── Task data ──

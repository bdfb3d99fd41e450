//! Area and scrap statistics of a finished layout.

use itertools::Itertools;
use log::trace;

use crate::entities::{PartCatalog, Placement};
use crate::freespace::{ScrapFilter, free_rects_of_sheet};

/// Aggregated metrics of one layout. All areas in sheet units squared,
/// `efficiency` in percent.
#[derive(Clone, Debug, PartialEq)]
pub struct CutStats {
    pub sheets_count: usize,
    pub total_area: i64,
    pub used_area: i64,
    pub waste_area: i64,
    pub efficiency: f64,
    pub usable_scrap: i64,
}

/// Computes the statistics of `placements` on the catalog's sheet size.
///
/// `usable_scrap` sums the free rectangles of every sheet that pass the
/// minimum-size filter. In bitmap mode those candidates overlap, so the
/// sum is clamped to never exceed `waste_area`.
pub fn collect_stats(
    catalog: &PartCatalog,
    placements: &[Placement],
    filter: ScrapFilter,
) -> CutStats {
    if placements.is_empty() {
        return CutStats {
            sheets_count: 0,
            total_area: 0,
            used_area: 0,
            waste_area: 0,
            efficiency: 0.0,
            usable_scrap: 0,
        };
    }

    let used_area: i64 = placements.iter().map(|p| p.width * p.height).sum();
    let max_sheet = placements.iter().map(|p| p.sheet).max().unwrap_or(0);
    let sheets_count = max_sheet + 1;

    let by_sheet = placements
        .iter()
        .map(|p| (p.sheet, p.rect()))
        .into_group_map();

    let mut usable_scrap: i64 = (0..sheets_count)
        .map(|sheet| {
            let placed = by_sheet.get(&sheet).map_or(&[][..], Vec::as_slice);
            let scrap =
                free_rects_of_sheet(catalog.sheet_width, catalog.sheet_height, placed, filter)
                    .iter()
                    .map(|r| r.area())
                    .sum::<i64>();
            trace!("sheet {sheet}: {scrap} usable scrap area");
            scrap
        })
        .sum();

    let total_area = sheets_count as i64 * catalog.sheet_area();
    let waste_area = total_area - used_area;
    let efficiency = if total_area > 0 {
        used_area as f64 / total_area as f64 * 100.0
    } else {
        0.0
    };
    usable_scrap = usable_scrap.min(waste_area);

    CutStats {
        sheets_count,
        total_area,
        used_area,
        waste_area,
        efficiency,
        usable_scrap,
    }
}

───

Task to carry out - Copy out the lines above that hold the string "trace".

Problem solution -
use log::trace;
            trace!("sheet {sheet}: {scrap} usable scrap area");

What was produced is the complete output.